Will the recent negative trend continue leading up to its next earnings release, or is Genesee & Wyoming due for a breakout? Before we dive into how investors and analysts have reacted as of late, let's take a quick look at the most recent earnings report in order to get a better handle on the important catalysts.
Earnings Miss at Genesee & Wyoming in Q3
Genesee & Wyoming’s earnings (excluding 6 cents from non-recurring items) of $1.22 per share fell short of the Zacks Consensus Estimate by 8 cents. The bottom line also decreased 0.8% year over year. Moreover, total revenues of $583.7 million declined 3.3% year over year.
Due to the weak freight-related scenario, freight revenues that accounted for bulk (70.3%) of the top line in the September quarter dipped 3.1% to $410.15 million. Freight-related revenues contributing 24.2% to the top line slid 2.8% to $141.37 million. The balance came from ‘other revenues’.
Total operating expenses (on a reported basis) decreased 1% to $470.9 million. Operating income (on a reported basis) decreased 11.7% to $112.8 million in the reported quarter.

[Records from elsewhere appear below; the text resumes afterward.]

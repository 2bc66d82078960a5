use super::DesertFlag;
use serde::{Deserialize, Serialize};

/// aggregate statistics of one classification run.
///
/// income means are weighted by tract population and skip tracts with no
/// median income estimate (or no population). a mean is None when no tract
/// in that group contributes.
#[derive(Debug, Clone, PartialEq, Serialize, Deserialize)]
pub struct DesertSummary {
    pub threshold_ft: f64,
    pub tract_count: usize,
    pub desert_count: usize,
    pub total_population: u64,
    pub desert_population: u64,
    pub desert_mean_income: Option<f64>,
    pub served_mean_income: Option<f64>,
}

impl DesertSummary {
    pub fn from_flags(threshold_ft: f64, flags: &[DesertFlag]) -> DesertSummary {
        let (deserts, served): (Vec<&DesertFlag>, Vec<&DesertFlag>) =
            flags.iter().partition(|f| f.is_desert);
        DesertSummary {
            threshold_ft,
            tract_count: flags.len(),
            desert_count: deserts.len(),
            total_population: flags.iter().map(|f| f.population).sum(),
            desert_population: deserts.iter().map(|f| f.population).sum(),
            desert_mean_income: weighted_mean_income(&deserts),
            served_mean_income: weighted_mean_income(&served),
        }
    }

    /// share of the population living in desert tracts, 0 for an empty population
    pub fn desert_population_share(&self) -> f64 {
        if self.total_population == 0 {
            0.0
        } else {
            self.desert_population as f64 / self.total_population as f64
        }
    }
}

fn weighted_mean_income(flags: &[&DesertFlag]) -> Option<f64> {
    let (weighted, weight) = flags
        .iter()
        .filter_map(|f| {
            let income = f.median_income.filter(|i| i.is_finite())?;
            Some((income * f.population as f64, f.population as f64))
        })
        .fold((0.0, 0.0), |(sum, total), (wi, w)| (sum + wi, total + w));
    if weight > 0.0 {
        Some(weighted / weight)
    } else {
        None
    }
}
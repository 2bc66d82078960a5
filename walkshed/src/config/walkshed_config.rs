use super::{
    DistanceConfig, EntranceConfig, NetworkSource, OutputConfig, SearchBudgetConfig, TractConfig,
};
use crate::model::WalkshedError;
use serde::{Deserialize, Serialize};
use walkshed_core::isochrone::IsochroneBuilder;

/// defines the inputs and parameters of a walkshed run
#[derive(Clone, Serialize, Deserialize, Debug, PartialEq)]
pub struct WalkshedConfig {
    #[serde(default)]
    pub network: NetworkSource,
    #[serde(default)]
    pub entrances: EntranceConfig,
    #[serde(default)]
    pub tracts: TractConfig,
    #[serde(default = "default_walk_cutoff")]
    pub walk_cutoff: DistanceConfig,
    #[serde(default = "default_desert_thresholds")]
    pub desert_thresholds: Vec<DistanceConfig>,
    #[serde(default = "default_concavity")]
    pub concavity: f64,
    #[serde(default)]
    pub allow_holes: bool,
    /// entrances farther than this from every network vertex are not snapped
    #[serde(default)]
    pub max_snap_distance: Option<DistanceConfig>,
    #[serde(default)]
    pub search_budget: SearchBudgetConfig,
    #[serde(default)]
    pub output: OutputConfig,
}

/// a half mile
fn default_walk_cutoff() -> DistanceConfig {
    DistanceConfig::feet(2640.0)
}

/// the 0.5 mile desert standard rounded to 800 m
fn default_desert_thresholds() -> Vec<DistanceConfig> {
    vec![DistanceConfig::feet(2625.0)]
}

fn default_concavity() -> f64 {
    0.8
}

impl Default for WalkshedConfig {
    fn default() -> Self {
        Self {
            network: NetworkSource::default(),
            entrances: EntranceConfig::default(),
            tracts: TractConfig::default(),
            walk_cutoff: default_walk_cutoff(),
            desert_thresholds: default_desert_thresholds(),
            concavity: default_concavity(),
            allow_holes: false,
            max_snap_distance: None,
            search_budget: SearchBudgetConfig::default(),
            output: OutputConfig::default(),
        }
    }
}

impl WalkshedConfig {
    pub fn walk_cutoff_ft(&self) -> f64 {
        self.walk_cutoff.to_feet()
    }

    /// desert thresholds in feet, ascending and without duplicates
    pub fn desert_thresholds_ft(&self) -> Vec<f64> {
        let mut thresholds = self
            .desert_thresholds
            .iter()
            .map(|t| t.to_feet())
            .collect::<Vec<_>>();
        thresholds.sort_by(f64::total_cmp);
        thresholds.dedup();
        thresholds
    }

    pub fn max_snap_distance_ft(&self) -> Option<f64> {
        self.max_snap_distance.map(|d| d.to_feet())
    }

    pub fn isochrone_builder(&self) -> IsochroneBuilder {
        IsochroneBuilder::new(self.concavity, self.allow_holes)
    }

    /// rejects parameter values that would make a run meaningless
    pub fn validate(&self) -> Result<(), WalkshedError> {
        let cutoff = self.walk_cutoff_ft();
        if !cutoff.is_finite() || cutoff < 0.0 {
            return Err(WalkshedError::ConfigurationError(format!(
                "walk_cutoff must be a non-negative distance, found {}",
                self.walk_cutoff
            )));
        }
        if !(0.0..=1.0).contains(&self.concavity) {
            return Err(WalkshedError::ConfigurationError(format!(
                "concavity must be in [0, 1], found {}",
                self.concavity
            )));
        }
        if self.desert_thresholds.is_empty() {
            return Err(WalkshedError::ConfigurationError(String::from(
                "at least one desert threshold is required",
            )));
        }
        if let Some(bad) = self
            .desert_thresholds
            .iter()
            .find(|t| !t.to_feet().is_finite() || t.to_feet() < 0.0)
        {
            return Err(WalkshedError::ConfigurationError(format!(
                "desert thresholds must be non-negative distances, found {bad}"
            )));
        }
        if let NetworkSource::GeoJson { snap_tolerance, .. } = &self.network {
            if !snap_tolerance.is_finite() || *snap_tolerance < 0.0 {
                return Err(WalkshedError::ConfigurationError(format!(
                    "network snap_tolerance must be non-negative, found {snap_tolerance}"
                )));
            }
        }
        Ok(())
    }
}

impl TryFrom<&String> for WalkshedConfig {
    type Error = WalkshedError;

    fn try_from(f: &String) -> Result<Self, Self::Error> {
        let conf: WalkshedConfig = if f.ends_with(".toml") {
            let s = std::fs::read_to_string(f).map_err(|e| {
                WalkshedError::ConfigurationError(format!("failure reading {f}: {e}"))
            })?;
            toml::from_str(&s).map_err(|e| {
                WalkshedError::ConfigurationError(format!("failure decoding {f}: {e}"))
            })?
        } else if f.ends_with(".json") {
            let s = std::fs::read_to_string(f).map_err(|e| {
                WalkshedError::ConfigurationError(format!("failure reading {f}: {e}"))
            })?;
            serde_json::from_str(&s).map_err(|e| {
                WalkshedError::ConfigurationError(format!("failure decoding {f}: {e}"))
            })?
        } else {
            return Err(WalkshedError::ConfigurationError(format!(
                "unsupported file type: {f}"
            )));
        };
        conf.validate()?;
        Ok(conf)
    }
}
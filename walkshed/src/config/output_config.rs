use serde::{Deserialize, Serialize};

/// NAD83 / New York Long Island (ftUS), EPSG:2263
pub const NY_LONG_ISLAND_FT: &str = "+proj=lcc +lat_0=40.1666666666667 +lon_0=-74 +lat_1=41.0333333333333 +lat_2=40.6666666666667 +x_0=300000 +y_0=0 +ellps=GRS80 +units=us-ft +no_defs +type=crs";

/// WGS 84 longitude/latitude, EPSG:4326
pub const WGS84: &str = "+proj=longlat +datum=WGS84 +no_defs +type=crs";

#[derive(Debug, Clone, PartialEq, Serialize, Deserialize)]
pub struct OutputConfig {
    #[serde(default = "default_directory")]
    pub directory: String,
    /// projected CRS of every input, in feet
    #[serde(default = "default_source_proj4")]
    pub source_proj4: String,
    /// geographic CRS of the exported isochrones
    #[serde(default = "default_target_proj4")]
    pub target_proj4: String,
    #[serde(default)]
    pub overwrite: bool,
}

fn default_directory() -> String {
    String::from("output")
}

fn default_source_proj4() -> String {
    String::from(NY_LONG_ISLAND_FT)
}

fn default_target_proj4() -> String {
    String::from(WGS84)
}

impl Default for OutputConfig {
    fn default() -> Self {
        OutputConfig {
            directory: default_directory(),
            source_proj4: default_source_proj4(),
            target_proj4: default_target_proj4(),
            overwrite: false,
        }
    }
}
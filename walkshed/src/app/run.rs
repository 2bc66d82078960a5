use super::{load_network, run_deserts, run_isochrones, IsochroneReport};
use crate::{
    config::WalkshedConfig,
    io::{read_entrances, read_tracts},
    model::WalkshedError,
};
use std::path::Path;
use walkshed_core::desert::DesertSummary;

#[derive(Debug, Clone, Copy, PartialEq, Eq)]
pub enum RunMode {
    /// isochrones and transit deserts
    All,
    Isochrones,
    Deserts,
}

#[derive(Debug, Clone, Default)]
pub struct RunReport {
    pub isochrones: Option<IsochroneReport>,
    pub deserts: Option<Vec<DesertSummary>>,
}

/// runs the configured workflow, writing outputs to `conf.output.directory`.
/// the network is only loaded when isochrones are requested, since desert
/// distances are measured in a straight line.
pub fn run(conf: &WalkshedConfig, mode: RunMode) -> Result<RunReport, WalkshedError> {
    conf.validate()?;
    let output_directory = Path::new(&conf.output.directory);
    let entrances = read_entrances(&conf.entrances)?;
    if entrances.is_empty() {
        log::warn!("no entrances left after reading {}", conf.entrances.file);
    }

    let mut report = RunReport::default();
    if matches!(mode, RunMode::All | RunMode::Isochrones) {
        let graph = load_network(&conf.network)?;
        let isochrones = run_isochrones(conf, &graph, &entrances, output_directory)?;
        log::info!("isochrones finished: {isochrones:?}");
        report.isochrones = Some(isochrones);
    }
    if matches!(mode, RunMode::All | RunMode::Deserts) {
        let tracts = read_tracts(&conf.tracts)?;
        let summaries = run_deserts(conf, &tracts, &entrances, output_directory)?;
        report.deserts = Some(summaries);
    }
    Ok(report)
}
use super::{output_files::create_writer, ExportError};
use std::path::Path;
use walkshed_core::desert::{DesertFlag, DesertSummary};

/// writes one row per (tract, threshold) classification
pub fn write_desert_flags(
    directory: &Path,
    filename: &str,
    flags: &[DesertFlag],
    overwrite: bool,
) -> Result<(), ExportError> {
    let mut writer = create_writer(directory, filename, overwrite)?;
    for flag in flags.iter() {
        writer
            .serialize(flag)
            .map_err(|e| ExportError::CsvError(String::from(filename), e))?;
    }
    writer
        .flush()
        .map_err(|e| ExportError::IoError(String::from(filename), e))?;
    log::info!("wrote {} desert classifications to {filename}", flags.len());
    Ok(())
}

/// writes one summary row per threshold
pub fn write_desert_summaries(
    directory: &Path,
    filename: &str,
    summaries: &[DesertSummary],
    overwrite: bool,
) -> Result<(), ExportError> {
    let mut writer = create_writer(directory, filename, overwrite)?;
    for summary in summaries.iter() {
        writer
            .serialize(summary)
            .map_err(|e| ExportError::CsvError(String::from(filename), e))?;
    }
    writer
        .flush()
        .map_err(|e| ExportError::IoError(String::from(filename), e))?;
    Ok(())
}
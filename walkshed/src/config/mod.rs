mod distance_config;
mod entrance_config;
mod network_source;
mod output_config;
mod search_budget_config;
mod tract_config;
mod walkshed_config;

pub use distance_config::{DistanceConfig, DistanceUnit};
pub use entrance_config::{AttributeFilter, EntranceConfig};
pub use network_source::NetworkSource;
pub use output_config::{OutputConfig, NY_LONG_ISLAND_FT, WGS84};
pub use search_budget_config::SearchBudgetConfig;
pub use tract_config::TractConfig;
pub use walkshed_config::WalkshedConfig;
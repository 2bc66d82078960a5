mod adjacency;
mod graph_integrity_error;
mod topology_builder;
mod walk_graph;

pub use adjacency::Adjacency;
pub use graph_integrity_error::GraphIntegrityError;
pub use topology_builder::{TopologyBuilder, TopologyResult};
pub use walk_graph::Graph;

Geographically, operating revenues from North American operations declined slightly in the September quarter due to weak freight revenues. Moreover, the same from the company’s Australian and U.K./European operations declined 6.7% and 6.6%, respectively. Notably, North American, Australian and U.K./European operations contributed 60%, 12.3% and 27.4%, respectively, to total operating revenues.
At the North American unit, adjusted operating ratio (operating expenses as a percentage of revenues) deteriorated to 72.9% from 71.9% in third-quarter 2018. Notably, lower the value of the metric the better. Moreover, at its Australian operations, the same deteriorated to 72.8% from 73% a year ago. At the U.K./European operations, operating ratio worsened to 101.5% from 97.3% in the prior-year quarter. On a consolidated basis, the metric (reported) stood at 80.7% compared with 78.8% a year ago.
How Have Estimates Been Moving Since Then?
Analysts were quiet during the last two month period as none of them issued any earnings estimate revisions.
At this time, Genesee & Wyoming has an average Growth Score of C, though it is lagging a bit on the Momentum Score front with a D. Charting a somewhat similar path, the stock was allocated a grade of C on the value side, putting it in the middle 20% for this investment strategy.
Overall, the stock has an aggregate VGM Score of D. If you aren't focused on one strategy, this score is the one you should be interested in.
Genesee & Wyoming has a Zacks Rank #3 (Hold). We expect an in-line return from the stock in the next few months.